Ora, uma suposição de ofensa a
preceitos não pode justificar uma dupla ofensa concreta. Em outras
palavras, para colocar a salvo a moralidade e a impessoalidade diante de uma
suposta ameaça, em relação a qual ainda não há qualquer substância, o juiz não pode,
por antecipação, atropelar a soberania do voto popular e a separação de
poderes.
Não é demais salientar que, embora
não exista hierarquia ou prevalência em abstrato de um determinado princípio
sobre o outro, como referido nos parágrafos anteriores, o nosso constituinte
expressou de forma clara a partir de que bases deverá ser estruturado o Estado
brasileiro, ao inscrever, logo de início, no parágrafo único do artigo 1º da
Carta, o princípio da soberania popular e, no artigo 2º, o da separação dos
Poderes. A soberania popular é exercida, entre outros eleitos, pelo presidente da
República, chefe do Executivo, Poder independente.

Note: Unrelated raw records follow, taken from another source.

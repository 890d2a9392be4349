use serde::{Deserialize, Serialize};

/// SAGA-style transaction metadata attached to multi-step workflows.
#[derive(Debug, Clone, PartialEq, Eq, Serialize, Deserialize)]
pub struct Transaction {
    /// Transaction id.
    #[serde(rename = "transaction_id")]
    pub id: String,
    /// Aggregate/entity id the transaction operates on.
    pub root_id: String,
    /// Root span id, if traced.
    #[serde(default, skip_serializing_if = "Option::is_none")]
    pub span_id: Option<String>,
    /// Trace id, if traced.
    #[serde(default, skip_serializing_if = "Option::is_none")]
    pub trace_id: Option<String>,
    /// Kind of operation to perform.
    pub operation: String,
    /// Entity backup for update-like operations (compensation).
    #[serde(default, skip_serializing_if = "Option::is_none")]
    pub snapshot: Option<String>,
}

impl Transaction {
    pub fn new(
        id: impl Into<String>,
        root_id: impl Into<String>,
        operation: impl Into<String>,
    ) -> Self {
        Self {
            id: id.into(),
            root_id: root_id.into(),
            span_id: None,
            trace_id: None,
            operation: operation.into(),
            snapshot: None,
        }
    }

    pub fn with_snapshot(mut self, snapshot: impl Into<String>) -> Self {
        self.snapshot = Some(snapshot.into());
        self
    }

    pub fn with_trace(mut self, trace_id: impl Into<String>, span_id: impl Into<String>) -> Self {
        self.trace_id = Some(trace_id.into());
        self.span_id = Some(span_id.into());
        self
    }
}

A ordem de disposição desses
princípios no corpo do texto constitucional por si só é razão suficiente para
que as prerrogativas presidenciais não sejam afastadas sumariamente, sem que um
tribunal aprecie os fatos no curso de um processo devidamente instaurado, com
amplo e profundo exame das provas. Por
maior que seja o receio de que os atos discricionários do chefe do Executivo
possam vir a incorrer em desvio de finalidade, o Judiciário não pode, por
precaução, tolher a sua autonomia e independência.
O ativismo judicial tem sido uma
tendência crescente no Brasil. O Supremo Tribunal Federal, adotando o conceito
de “mutação constitucional”, em diferentes ocasiões nos últimos anos, baixou
atos normativos em clara invasão da competência do Congresso. A crise de
representatividade política em alguma medida retroalimentou essa
tendência. No caso do Executivo, a disposição do Presidente da República para o
confronto e a sua indisfarçável aposta na polarização, com a demonização da
Justiça e da classe política, contribuem para que essa judicialização se
acentue.
Porém, se o que se pretende é a
estabilidade institucional – e acredito que esse seja um anseio da
maioria dos brasileiros -, o primeiro passo é a segurança jurídica, o que
depende do respeito à Constituição. No que a Constituição estiver defasada,
tendo em vista as demandas da sociedade, sobretudo nos campos econômico e dos
costumes, há sempre a possibilidade de reformas, por meio do regular processo
legislativo. O que não se pode é, por prevenção, criar atalhos ilegítimos, transformando
o nosso Presidencialismo em um Judicialismo anômalo, de imprevisíveis
consequências. Nem crises políticas podem servir de desculpa para essa nova modalidade de mutação.